Personal information
- Full name: Birama Ndoye
- Date of birth: 27 March 1994 (age 30)
- Place of birth: Dakar, Senegal
- Height: 1.87 m (6 ft 2 in)
- Position(s): Centre back/Defensive midfielder

Youth career
- 2012–2013: Sion

Senior career*
- Years: Team / Apps / (Gls)
- 2013–2022: Sion / 211 / (9)
- 2022–2023: Al-Arabi / 32 / (1)

International career^{‡}
- 2023–: Mauritania / 2 / (0)

= Birama Ndoye =

Mauritanian footballer

Birama Ndoye (born 27 March 1994) is a footballer who plays as a centre back or defensive midfield. Born in France, he plays for the Mauritania national team.

==Club career==
He grew up in Dakar with the dream of being a professional footballer. His father wanted him to make studies, but joined the junior club of "L'étoile sportive de Dakar", and his good performances made him climb to the professional team.

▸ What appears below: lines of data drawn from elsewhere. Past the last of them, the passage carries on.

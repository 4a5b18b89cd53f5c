use crate::error::ShareError;
use crate::netinfo;
use crate::server::AppState;
use axum::{Json, extract::State};
use log::error;
use serde::{Deserialize, Serialize};

/// 分享地址信息
#[derive(Debug, Clone, Serialize, Deserialize)]
#[serde(rename_all = "camelCase")]
pub struct ServerInfo {
    pub url: String,
    pub qr_code_url: String,
}

/// `GET /server-info`
pub async fn server_info(State(state): State<AppState>) -> Result<Json<ServerInfo>, ShareError> {
    let qr_code_url = netinfo::qr_data_url(&state.share_url).map_err(|e| {
        error!("Failed to generate QR code: {}", e);
        ShareError::EncodingFailure
    })?;

    Ok(Json(ServerInfo {
        url: state.share_url.to_string(),
        qr_code_url,
    }))
}
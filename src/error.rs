//! Error types for the price client
//!
//! An absent price is not an error: lookups return `Ok(None)` when an item
//! has no active listings. Everything here is surfaced to the caller as-is.

use std::path::PathBuf;
use std::time::Duration;

use thiserror::Error;

/// Errors that can occur while fetching, caching or persisting prices
#[derive(Debug, Error)]
pub enum PriceError {
    /// The price service has no record of the item (HTTP 404)
    #[error("No such item '{item}' on server '{server}'")]
    NotFound { server: String, item: String },

    /// The response body was not valid JSON
    #[error("Failed to decode response body: {source}")]
    DecodeFailure {
        /// Raw body as received, kept for diagnosis
        body: String,
        #[source]
        source: serde_json::Error,
    },

    /// Missing or mistyped field in an otherwise valid response
    #[error("Missing expected field in response: {0}")]
    MissingField(String),

    /// The service answered with a non-success status other than 404
    #[error("Unexpected HTTP status {status}")]
    UnexpectedStatus { status: u16, body: String },

    /// HTTP request failed
    #[error("HTTP request failed: {0}")]
    Request(#[from] reqwest::Error),

    /// The request did not complete before its deadline
    #[error("Request timed out after {0:?}")]
    Timeout(Duration),

    /// The cache file exists but cannot be parsed
    #[error("Corrupt price cache at {}: {source}", .path.display())]
    CorruptCache {
        path: PathBuf,
        #[source]
        source: serde_json::Error,
    },

    /// A client setting is outside its usable range
    #[error("Invalid configuration: {0}")]
    InvalidConfig(String),

    /// The formatter rejected a payload
    #[error("Failed to format listing: {0}")]
    Format(String),

    /// Reading or writing the cache file failed
    #[error("Cache I/O failed: {0}")]
    Io(#[from] std::io::Error),
}

impl PriceError {
    /// Raw response body attached to the error, if any
    pub fn body(&self) -> Option<&str> {
        match self {
            PriceError::DecodeFailure { body, .. } | PriceError::UnexpectedStatus { body, .. } => {
                Some(body)
            }
            _ => None,
        }
    }
}

pub type Result<T> = std::result::Result<T, PriceError>;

To continue his progression, Ndoye left his continent and family, and went in Europe. He made a few tests in Italian (Parma & Empoli) but they could not find a deal. FC Sion give him his chance and he joined the M21 team. The number 34 made about 20 games in Promotion League and scored two goals. He made his Swiss Super League debut at 25 May 2013 against FC Thun. He played the full game.

On 7 July 2022, Ndoye joined Saudi Arabian club Al-Arabi.

==International career==
Born in Senegal, Ndoye is Mauritanian by descent. He debuted with the Mauritania national team in a 3–1 2023 Africa Cup of Nations qualification loss to DR Congo on 24 March 2023.